Hugh Albert Theaker (1842–1903) was an American colonel who participated in the American Civil War and the Spanish–American War. He was known for commanding the 16th Infantry Regiment throughout both wars and participating in several major battles during the Spanish–American War.

==Military career==
Hugh was born on February 4, 1842, at Geauga County, Ohio as the son of Thomas Clarke Theaker and Mary McConahey Theaker. On May 11, 1861, Theaker was enlisted for the 16th Infantry Regiment during the American Civil War as a 1st Lieutenant.
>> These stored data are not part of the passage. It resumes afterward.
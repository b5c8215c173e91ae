/// Theme templates — field templates, RON loading, and rendering.

use serde::{Deserialize, Serialize};
use std::collections::HashMap;
use std::path::Path;
use thiserror::Error;

use crate::schema::story::PAGE_COUNT;
use crate::schema::theme::Theme;

#[derive(Debug, Error)]
pub enum TemplateError {
    #[error("template parse error: {0}")]
    TemplateParse(String),
    #[error("unknown theme '{0}'")]
    UnknownTheme(String),
    #[error("theme '{theme}' has {found} pages, expected 5")]
    PageCount { theme: String, found: usize },
    #[error("IO error: {0}")]
    Io(#[from] std::io::Error),
    #[error("RON deserialization error: {0}")]
    Ron(#[from] ron::error::SpannedError),
}

/// A value that can be interpolated into a template.
#[derive(Debug, Clone, Copy, PartialEq, Eq, Serialize, Deserialize)]
pub enum Field {
    Name,
    Species,
    Description,
    Style,
}

impl Field {
    fn parse(name: &str) -> Option<Field> {
        match name {
            "name" => Some(Field::Name),
            "species" => Some(Field::Species),
            "description" => Some(Field::Description),
            "style" => Some(Field::Style),
            _ => None,
        }
    }
}

/// A segment of a parsed template.
#[derive(Debug, Clone, PartialEq, Serialize, Deserialize)]
pub enum TemplateSegment {
    /// Literal text, emitted as-is.
    Literal(String),
    /// Interpolated value: `{name}`, `{species}`, `{description}`, `{style}`.
    Field(Field),
}

/// A parsed template — a sequence of segments.
#[derive(Debug, Clone, PartialEq, Serialize, Deserialize)]
pub struct Template {
    pub segments: Vec<TemplateSegment>,
}

/// Values substituted into templates.
#[derive(Debug, Clone, Copy)]
pub struct Bindings<'a> {
    pub name: &'a str,
    pub species: &'a str,
    pub description: &'a str,
    pub style: &'a str,
}

impl Bindings<'_> {
    fn get(&self, field: Field) -> &str {
        match field {
            Field::Name => self.name,
            Field::Species => self.species,
            Field::Description => self.description,
            Field::Style => self.style,
        }
    }
}

impl Template {
    /// Parse a template string into a sequence of segments.
    ///
    /// Syntax:
    /// - `{name}`, `{species}`, `{description}`, `{style}` → `Field`
    /// - `{{` → literal `{`, `}}` → literal `}`
    /// - Everything else → `Literal`
    pub fn parse(input: &str) -> Result<Template, TemplateError> {
        let mut segments = Vec::new();
        let mut literal_buf = String::new();
        let chars: Vec<char> = input.chars().collect();
        let len = chars.len();
        let mut i = 0;

        while i < len {
            if chars[i] == '{' {
                // Escaped brace
                if i + 1 < len && chars[i + 1] == '{' {
                    literal_buf.push('{');
                    i += 2;
                    continue;
                }

                if !literal_buf.is_empty() {
                    segments.push(TemplateSegment::Literal(std::mem::take(&mut literal_buf)));
                }

                let start = i + 1;
                let mut end = start;
                while end < len && chars[end] != '}' {
                    if chars[end] == '{' {
                        return Err(TemplateError::TemplateParse(
                            "nested braces are not allowed".to_string(),
                        ));
                    }
                    end += 1;
                }
                if end == len {
                    return Err(TemplateError::TemplateParse("unclosed brace".to_string()));
                }

                let content: String = chars[start..end].iter().collect();
                if content.is_empty() {
                    return Err(TemplateError::TemplateParse("empty braces".to_string()));
                }
                let field = Field::parse(&content).ok_or_else(|| {
                    TemplateError::TemplateParse(format!("unknown field '{content}'"))
                })?;
                segments.push(TemplateSegment::Field(field));
                i = end + 1;
            } else if chars[i] == '}' {
                if i + 1 < len && chars[i + 1] == '}' {
                    literal_buf.push('}');
                    i += 2;
                    continue;
                }
                return Err(TemplateError::TemplateParse(
                    "unmatched closing brace".to_string(),
                ));
            } else {
                literal_buf.push(chars[i]);
                i += 1;
            }
        }

        if !literal_buf.is_empty() {
            segments.push(TemplateSegment::Literal(literal_buf));
        }

        Ok(Template { segments })
    }

    pub fn render(&self, bindings: &Bindings<'_>) -> String {
        let mut out = String::new();
        for segment in &self.segments {
            match segment {
                TemplateSegment::Literal(text) => out.push_str(text),
                TemplateSegment::Field(field) => out.push_str(bindings.get(*field)),
            }
        }
        out
    }

    pub fn uses(&self, field: Field) -> bool {
        self.segments
            .iter()
            .any(|s| matches!(s, TemplateSegment::Field(f) if *f == field))
    }
}

/// One page of a theme: narrative text and the scene clause that
/// finishes its image prompt.
#[derive(Debug, Clone)]
pub struct PageTemplate {
    pub text: Template,
    pub scene: Template,
}

impl PageTemplate {
    /// The image prompt is always `"{style} illustration: {description} {scene}"`.
    pub fn image_prompt(&self, bindings: &Bindings<'_>) -> String {
        format!(
            "{} illustration: {} {}",
            bindings.style,
            bindings.description,
            self.scene.render(bindings)
        )
    }
}

/// A canned five-page story for one theme.
#[derive(Debug, Clone)]
pub struct ThemeTemplate {
    pub theme: Theme,
    pub pages: Vec<PageTemplate>,
}

/// The set of theme templates available to the generator.
#[derive(Debug, Clone, Default)]
pub struct ThemeBook {
    pub themes: HashMap<Theme, ThemeTemplate>,
}

// RON deserialization helpers — the file keys themes by name and keeps
// template text as plain strings.

#[derive(Debug, Deserialize)]
struct RonPage {
    text: String,
    scene: String,
}

#[derive(Debug, Deserialize)]
#[serde(rename = "Theme")]
struct RonTheme {
    pages: Vec<RonPage>,
}

impl ThemeBook {
    /// Load a theme book from a RON file.
    pub fn load_from_ron(path: &Path) -> Result<ThemeBook, TemplateError> {
        let contents = std::fs::read_to_string(path)?;
        Self::parse_ron(&contents)
    }

    /// Parse a theme book from a RON string.
    pub fn parse_ron(input: &str) -> Result<ThemeBook, TemplateError> {
        let raw: HashMap<String, RonTheme> = ron::from_str(input)?;
        let mut themes = HashMap::new();

        for (name, ron_theme) in raw {
            let theme =
                Theme::from_name(&name).ok_or_else(|| TemplateError::UnknownTheme(name.clone()))?;
            if ron_theme.pages.len() != PAGE_COUNT {
                return Err(TemplateError::PageCount {
                    theme: name,
                    found: ron_theme.pages.len(),
                });
            }

            let mut pages = Vec::with_capacity(PAGE_COUNT);
            for page in ron_theme.pages {
                pages.push(PageTemplate {
                    text: Template::parse(&page.text)?,
                    scene: Template::parse(&page.scene)?,
                });
            }
            themes.insert(theme, ThemeTemplate { theme, pages });
        }

        Ok(ThemeBook { themes })
    }

    /// Merge another theme book into this one. Themes from `other`
    /// replace themes in `self`.
    pub fn merge(&mut self, other: ThemeBook) {
        for (theme, template) in other.themes {
            self.themes.insert(theme, template);
        }
    }

    pub fn get(&self, theme: Theme) -> Option<&ThemeTemplate> {
        self.themes.get(&theme)
    }
}

#[cfg(test)]
mod tests {
    use super::*;

    fn bindings() -> Bindings<'static> {
        Bindings {
            name: "Poppy",
            species: "fox",
            description: "fox, shy and adventurous",
            style: "watercolor",
        }
    }

    fn five_pages(text: &str) -> String {
        let page = format!("(text: \"{text}\", scene: \"in a garden\"),");
        page.repeat(5)
    }

    #[test]
    fn parse_literal_only() {
        let t = Template::parse("Once upon a time.").unwrap();
        assert_eq!(
            t.segments,
            vec![TemplateSegment::Literal("Once upon a time.".to_string())]
        );
    }

    #[test]
    fn parse_fields() {
        let t = Template::parse("{name} the {species} wore {style}.").unwrap();
        assert_eq!(t.segments.len(), 6);
        assert_eq!(t.segments[0], TemplateSegment::Field(Field::Name));
        assert_eq!(t.segments[2], TemplateSegment::Field(Field::Species));
        assert_eq!(t.segments[4], TemplateSegment::Field(Field::Style));
        assert!(t.uses(Field::Name));
        assert!(!t.uses(Field::Description));
    }

    #[test]
    fn parse_escaped_braces() {
        let t = Template::parse("Use {{braces}} here.").unwrap();
        assert_eq!(
            t.segments,
            vec![TemplateSegment::Literal("Use {braces} here.".to_string())]
        );
    }

    #[test]
    fn parse_errors() {
        assert!(Template::parse("Bad {} here").is_err());
        assert!(Template::parse("Bad {outer{name}} here").is_err());
        assert!(Template::parse("Bad {name here").is_err());
        assert!(Template::parse("Bad } here").is_err());
        assert!(Template::parse("Hello {villain}").is_err());
    }

    #[test]
    fn render_substitutes_every_field() {
        let t = Template::parse("{name} is a {species} ({description}) in {style}.").unwrap();
        assert_eq!(
            t.render(&bindings()),
            "Poppy is a fox (fox, shy and adventurous) in watercolor."
        );
    }

    #[test]
    fn image_prompt_shape() {
        let page = PageTemplate {
            text: Template::parse("{name} waved.").unwrap(),
            scene: Template::parse("waving at {name}'s friends").unwrap(),
        };
        assert_eq!(
            page.image_prompt(&bindings()),
            "watercolor illustration: fox, shy and adventurous waving at Poppy's friends"
        );
    }

    #[test]
    fn parse_theme_book() {
        let input = format!(
            "{{ \"magic\": Theme(pages: [{}]) }}",
            five_pages("{name} sparkled.")
        );
        let book = ThemeBook::parse_ron(&input).unwrap();
        let magic = book.get(Theme::Magic).unwrap();
        assert_eq!(magic.pages.len(), 5);
        assert_eq!(magic.pages[0].text.render(&bindings()), "Poppy sparkled.");
        assert!(book.get(Theme::Sharing).is_none());
    }

    #[test]
    fn theme_book_rejects_short_theme() {
        let input = "{ \"magic\": Theme(pages: [(text: \"one\", scene: \"two\")]) }";
        assert!(matches!(
            ThemeBook::parse_ron(input),
            Err(TemplateError::PageCount { found: 1, .. })
        ));
    }

    #[test]
    fn theme_book_rejects_unknown_theme() {
        let input = format!("{{ \"horror\": Theme(pages: [{}]) }}", five_pages("Boo."));
        assert!(matches!(
            ThemeBook::parse_ron(&input),
            Err(TemplateError::UnknownTheme(name)) if name == "horror"
        ));
    }

    #[test]
    fn theme_book_rejects_bad_template() {
        let input = format!("{{ \"magic\": Theme(pages: [{}]) }}", five_pages("{wizard}"));
        assert!(matches!(
            ThemeBook::parse_ron(&input),
            Err(TemplateError::TemplateParse(_))
        ));
    }

    #[test]
    fn merge_precedence() {
        let base = format!(
            "{{ \"magic\": Theme(pages: [{}]), \"sharing\": Theme(pages: [{}]) }}",
            five_pages("base magic"),
            five_pages("base sharing")
        );
        let over = format!("{{ \"magic\": Theme(pages: [{}]) }}", five_pages("override magic"));

        let mut book = ThemeBook::parse_ron(&base).unwrap();
        book.merge(ThemeBook::parse_ron(&over).unwrap());

        let magic = &book.get(Theme::Magic).unwrap().pages[0];
        assert_eq!(magic.text.render(&bindings()), "override magic");
        // Base-only theme still present
        assert!(book.get(Theme::Sharing).is_some());
    }

    #[test]
    fn load_fixture_from_ron() {
        let path = std::path::PathBuf::from("tests/fixtures/custom_themes.ron");
        let book = ThemeBook::load_from_ron(&path).unwrap();
        assert_eq!(book.themes.len(), 1);
        assert!(book.get(Theme::Kindness).is_some());
    }
}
After participating at the Battle of Missionary Ridge, he was brevetted to captain in November 1863. On 1866, he was transferred to the 34th Infantry Regiment but sent back to the 16th Infantry Regiment after it was merged with parts of the 11th Infantry Regiment in 1869. He spent some time with the 16th Infantry Regiment before finally being promoted to Major on September 6, 1886. At one point, Theaker was transferred to the 14th Infantry Regiment as a Lieutenant Colonel before being promoted to a full colonel of the 16th Infantry Regiment on March 10, 1896. Prior to this, Theaker was assigned to Fort Gibson from March 6, 1880, to March 28, 1880, and at Fort Sherman from October 1896 to April 21, 1898, as a post commander. During the Spanish–American War, he led the 16th Infantry Regiment through the Battle of San Juan Hill and Siege of Santiago before retiring on August 11, 1898.